* Description of the task *
Copy the records below character for character.
━━ Listed records ━━
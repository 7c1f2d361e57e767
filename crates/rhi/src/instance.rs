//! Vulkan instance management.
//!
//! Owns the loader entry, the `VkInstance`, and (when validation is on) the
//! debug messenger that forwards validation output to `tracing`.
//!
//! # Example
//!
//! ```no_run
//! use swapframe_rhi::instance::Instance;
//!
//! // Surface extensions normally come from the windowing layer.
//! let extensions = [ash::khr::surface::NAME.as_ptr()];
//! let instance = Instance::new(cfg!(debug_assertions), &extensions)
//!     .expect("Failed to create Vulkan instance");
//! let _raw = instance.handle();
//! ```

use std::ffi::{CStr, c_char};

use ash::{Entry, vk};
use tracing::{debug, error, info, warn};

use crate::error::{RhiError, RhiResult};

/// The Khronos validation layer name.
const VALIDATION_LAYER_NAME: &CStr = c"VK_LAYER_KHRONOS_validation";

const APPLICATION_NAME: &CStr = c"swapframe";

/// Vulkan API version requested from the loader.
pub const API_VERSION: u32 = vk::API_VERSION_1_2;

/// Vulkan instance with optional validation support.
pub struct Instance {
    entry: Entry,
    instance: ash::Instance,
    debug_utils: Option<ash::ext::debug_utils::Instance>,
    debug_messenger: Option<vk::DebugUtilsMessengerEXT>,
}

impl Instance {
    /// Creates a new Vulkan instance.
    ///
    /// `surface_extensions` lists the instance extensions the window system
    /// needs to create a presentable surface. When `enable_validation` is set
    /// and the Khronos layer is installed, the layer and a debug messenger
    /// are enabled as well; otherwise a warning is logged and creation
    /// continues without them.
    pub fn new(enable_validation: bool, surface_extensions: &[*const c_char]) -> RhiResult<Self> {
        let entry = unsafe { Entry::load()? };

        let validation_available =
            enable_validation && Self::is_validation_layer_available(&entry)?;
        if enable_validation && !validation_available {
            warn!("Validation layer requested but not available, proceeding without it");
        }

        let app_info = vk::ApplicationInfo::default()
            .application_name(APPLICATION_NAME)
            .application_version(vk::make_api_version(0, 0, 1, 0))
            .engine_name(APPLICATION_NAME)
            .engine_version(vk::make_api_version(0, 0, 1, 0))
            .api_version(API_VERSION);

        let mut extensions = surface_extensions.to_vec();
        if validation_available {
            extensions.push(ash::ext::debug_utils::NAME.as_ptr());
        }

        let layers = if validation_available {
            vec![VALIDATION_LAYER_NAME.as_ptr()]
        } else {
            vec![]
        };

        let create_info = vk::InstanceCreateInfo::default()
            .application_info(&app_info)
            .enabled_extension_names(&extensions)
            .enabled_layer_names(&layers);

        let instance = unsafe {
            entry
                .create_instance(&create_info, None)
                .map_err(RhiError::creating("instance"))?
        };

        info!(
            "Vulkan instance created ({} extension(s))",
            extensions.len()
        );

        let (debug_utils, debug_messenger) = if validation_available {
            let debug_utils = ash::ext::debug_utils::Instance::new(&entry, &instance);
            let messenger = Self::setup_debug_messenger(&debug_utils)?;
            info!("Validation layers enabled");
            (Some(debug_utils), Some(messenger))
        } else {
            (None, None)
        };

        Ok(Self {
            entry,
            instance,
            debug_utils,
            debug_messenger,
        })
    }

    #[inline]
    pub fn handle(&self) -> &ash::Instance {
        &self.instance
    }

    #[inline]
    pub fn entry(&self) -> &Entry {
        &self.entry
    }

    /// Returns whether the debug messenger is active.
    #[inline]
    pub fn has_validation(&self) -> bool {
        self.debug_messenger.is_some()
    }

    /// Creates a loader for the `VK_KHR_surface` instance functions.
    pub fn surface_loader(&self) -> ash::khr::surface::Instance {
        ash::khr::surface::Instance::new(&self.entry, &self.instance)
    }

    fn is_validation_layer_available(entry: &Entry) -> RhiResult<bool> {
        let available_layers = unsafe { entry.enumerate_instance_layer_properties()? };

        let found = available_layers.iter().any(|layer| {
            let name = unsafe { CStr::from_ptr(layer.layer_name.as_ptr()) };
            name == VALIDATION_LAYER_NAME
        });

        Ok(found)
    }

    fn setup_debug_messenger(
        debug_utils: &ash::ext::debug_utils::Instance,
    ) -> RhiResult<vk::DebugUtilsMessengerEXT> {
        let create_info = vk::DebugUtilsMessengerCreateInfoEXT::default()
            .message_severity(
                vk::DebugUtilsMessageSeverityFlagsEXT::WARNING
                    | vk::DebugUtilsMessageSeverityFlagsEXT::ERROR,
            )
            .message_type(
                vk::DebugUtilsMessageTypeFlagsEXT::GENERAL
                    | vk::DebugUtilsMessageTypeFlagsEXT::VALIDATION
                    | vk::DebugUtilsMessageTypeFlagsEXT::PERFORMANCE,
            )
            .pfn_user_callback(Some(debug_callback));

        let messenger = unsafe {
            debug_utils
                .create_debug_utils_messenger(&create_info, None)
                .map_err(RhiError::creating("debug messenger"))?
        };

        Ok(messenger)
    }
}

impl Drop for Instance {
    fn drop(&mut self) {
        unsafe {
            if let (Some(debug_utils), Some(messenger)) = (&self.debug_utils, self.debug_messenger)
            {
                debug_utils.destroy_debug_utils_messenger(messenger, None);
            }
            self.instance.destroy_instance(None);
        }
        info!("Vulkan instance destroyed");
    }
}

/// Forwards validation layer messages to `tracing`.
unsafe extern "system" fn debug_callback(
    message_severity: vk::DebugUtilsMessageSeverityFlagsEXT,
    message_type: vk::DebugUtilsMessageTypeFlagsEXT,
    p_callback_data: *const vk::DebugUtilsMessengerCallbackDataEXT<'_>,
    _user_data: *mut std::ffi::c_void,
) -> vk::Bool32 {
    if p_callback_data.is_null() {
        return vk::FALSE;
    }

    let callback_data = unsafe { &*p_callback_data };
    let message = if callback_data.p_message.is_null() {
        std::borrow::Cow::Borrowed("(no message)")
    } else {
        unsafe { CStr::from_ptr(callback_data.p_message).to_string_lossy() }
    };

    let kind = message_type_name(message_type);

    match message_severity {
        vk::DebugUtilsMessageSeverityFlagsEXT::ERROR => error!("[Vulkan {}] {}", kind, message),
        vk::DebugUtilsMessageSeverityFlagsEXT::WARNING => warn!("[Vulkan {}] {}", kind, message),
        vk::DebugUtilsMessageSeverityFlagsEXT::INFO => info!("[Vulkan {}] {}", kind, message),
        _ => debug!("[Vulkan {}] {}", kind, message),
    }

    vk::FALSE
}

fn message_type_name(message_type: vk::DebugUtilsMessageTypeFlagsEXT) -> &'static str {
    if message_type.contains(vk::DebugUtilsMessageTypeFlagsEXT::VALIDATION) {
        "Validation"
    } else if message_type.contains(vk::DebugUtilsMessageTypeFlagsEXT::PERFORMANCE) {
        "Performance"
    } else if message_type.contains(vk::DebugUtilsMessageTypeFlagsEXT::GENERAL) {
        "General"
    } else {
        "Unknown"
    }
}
━━━
* Solution for this problem *
repository 7c1f2d361e57e767
filename crates/rhi/src/instance.rs
//! Vulkan instance management.
//!
//! Owns the loader entry, the `VkInstance`, and (when validation is on) the
//! debug messenger that forwards validation output to `tracing`.
//!
//! # Example
//!
//! ```no_run
//! use swapframe_rhi::instance::Instance;
//!
//! // Surface extensions normally come from the windowing layer.
//! let extensions = [ash::khr::surface::NAME.as_ptr()];
//! let instance = Instance::new(cfg!(debug_assertions), &extensions)
//!     .expect("Failed to create Vulkan instance");
//! let _raw = instance.handle();
//! ```

use std::ffi::{CStr, c_char};

use ash::{Entry, vk};
use tracing::{debug, error, info, warn};

use crate::error::{RhiError, RhiResult};

/// The Khronos validation layer name.
const VALIDATION_LAYER_NAME: &CStr = c"VK_LAYER_KHRONOS_validation";

const APPLICATION_NAME: &CStr = c"swapframe";

/// Vulkan API version requested from the loader.
pub const API_VERSION: u32 = vk::API_VERSION_1_2;

/// Vulkan instance with optional validation support.
pub struct Instance {
    entry: Entry,
    instance: ash::Instance,
    debug_utils: Option<ash::ext::debug_utils::Instance>,
    debug_messenger: Option<vk::DebugUtilsMessengerEXT>,
}

impl Instance {
    /// Creates a new Vulkan instance.
    ///
    /// `surface_extensions` lists the instance extensions the window system
    /// needs to create a presentable surface. When `enable_validation` is set
    /// and the Khronos layer is installed, the layer and a debug messenger
    /// are enabled as well; otherwise a warning is logged and creation
    /// continues without them.
    pub fn new(enable_validation: bool, surface_extensions: &[*const c_char]) -> RhiResult<Self> {
        let entry = unsafe { Entry::load()? };

        let validation_available =
            enable_validation && Self::is_validation_layer_available(&entry)?;
        if enable_validation && !validation_available {
            warn!("Validation layer requested but not available, proceeding without it");
        }

        let app_info = vk::ApplicationInfo::default()
            .application_name(APPLICATION_NAME)
            .application_version(vk::make_api_version(0, 0, 1, 0))
            .engine_name(APPLICATION_NAME)
            .engine_version(vk::make_api_version(0, 0, 1, 0))
            .api_version(API_VERSION);

        let mut extensions = surface_extensions.to_vec();
        if validation_available {
            extensions.push(ash::ext::debug_utils::NAME.as_ptr());
        }

        let layers = if validation_available {
            vec![VALIDATION_LAYER_NAME.as_ptr()]
        } else {
            vec![]
        };

        let create_info = vk::InstanceCreateInfo::default()
            .application_info(&app_info)
            .enabled_extension_names(&extensions)
            .enabled_layer_names(&layers);

        let instance = unsafe {
            entry
                .create_instance(&create_info, None)
                .map_err(RhiError::creating("instance"))?
        };

        info!(
            "Vulkan instance created ({} extension(s))",
            extensions.len()
        );

        let (debug_utils, debug_messenger) = if validation_available {
            let debug_utils = ash::ext::debug_utils::Instance::new(&entry, &instance);
            let messenger = Self::setup_debug_messenger(&debug_utils)?;
            info!("Validation layers enabled");
            (Some(debug_utils), Some(messenger))
        } else {
            (None, None)
        };

        Ok(Self {
            entry,
            instance,
            debug_utils,
            debug_messenger,
        })
    }

    #[inline]
    pub fn handle(&self) -> &ash::Instance {
        &self.instance
    }

    #[inline]
    pub fn entry(&self) -> &Entry {
        &self.entry
    }

    /// Returns whether the debug messenger is active.
    #[inline]
    pub fn has_validation(&self) -> bool {
        self.debug_messenger.is_some()
    }

    /// Creates a loader for the `VK_KHR_surface` instance functions.
    pub fn surface_loader(&self) -> ash::khr::surface::Instance {
        ash::khr::surface::Instance::new(&self.entry, &self.instance)
    }

    fn is_validation_layer_available(entry: &Entry) -> RhiResult<bool> {
        let available_layers = unsafe { entry.enumerate_instance_layer_properties()? };

        let found = available_layers.iter().any(|layer| {
            let name = unsafe { CStr::from_ptr(layer.layer_name.as_ptr()) };
            name == VALIDATION_LAYER_NAME
        });

        Ok(found)
    }

    fn setup_debug_messenger(
        debug_utils: &ash::ext::debug_utils::Instance,
    ) -> RhiResult<vk::DebugUtilsMessengerEXT> {
        let create_info = vk::DebugUtilsMessengerCreateInfoEXT::default()
            .message_severity(
                vk::DebugUtilsMessageSeverityFlagsEXT::WARNING
                    | vk::DebugUtilsMessageSeverityFlagsEXT::ERROR,
            )
            .message_type(
                vk::DebugUtilsMessageTypeFlagsEXT::GENERAL
                    | vk::DebugUtilsMessageTypeFlagsEXT::VALIDATION
                    | vk::DebugUtilsMessageTypeFlagsEXT::PERFORMANCE,
            )
            .pfn_user_callback(Some(debug_callback));

        let messenger = unsafe {
            debug_utils
                .create_debug_utils_messenger(&create_info, None)
                .map_err(RhiError::creating("debug messenger"))?
        };

        Ok(messenger)
    }
}

impl Drop for Instance {
    fn drop(&mut self) {
        unsafe {
            if let (Some(debug_utils), Some(messenger)) = (&self.debug_utils, self.debug_messenger)
            {
                debug_utils.destroy_debug_utils_messenger(messenger, None);
            }
            self.instance.destroy_instance(None);
        }
        info!("Vulkan instance destroyed");
    }
}

/// Forwards validation layer messages to `tracing`.
unsafe extern "system" fn debug_callback(
    message_severity: vk::DebugUtilsMessageSeverityFlagsEXT,
    message_type: vk::DebugUtilsMessageTypeFlagsEXT,
    p_callback_data: *const vk::DebugUtilsMessengerCallbackDataEXT<'_>,
    _user_data: *mut std::ffi::c_void,
) -> vk::Bool32 {
    if p_callback_data.is_null() {
        return vk::FALSE;
    }

    let callback_data = unsafe { &*p_callback_data };
    let message = if callback_data.p_message.is_null() {
        std::borrow::Cow::Borrowed("(no message)")
    } else {
        unsafe { CStr::from_ptr(callback_data.p_message).to_string_lossy() }
    };

    let kind = message_type_name(message_type);

    match message_severity {
        vk::DebugUtilsMessageSeverityFlagsEXT::ERROR => error!("[Vulkan {}] {}", kind, message),
        vk::DebugUtilsMessageSeverityFlagsEXT::WARNING => warn!("[Vulkan {}] {}", kind, message),
        vk::DebugUtilsMessageSeverityFlagsEXT::INFO => info!("[Vulkan {}] {}", kind, message),
        _ => debug!("[Vulkan {}] {}", kind, message),
    }

    vk::FALSE
}

fn message_type_name(message_type: vk::DebugUtilsMessageTypeFlagsEXT) -> &'static str {
    if message_type.contains(vk::DebugUtilsMessageTypeFlagsEXT::VALIDATION) {
        "Validation"
    } else if message_type.contains(vk::DebugUtilsMessageTypeFlagsEXT::PERFORMANCE) {
        "Performance"
    } else if message_type.contains(vk::DebugUtilsMessageTypeFlagsEXT::GENERAL) {
        "General"
    } else {
        "Unknown"
    }
}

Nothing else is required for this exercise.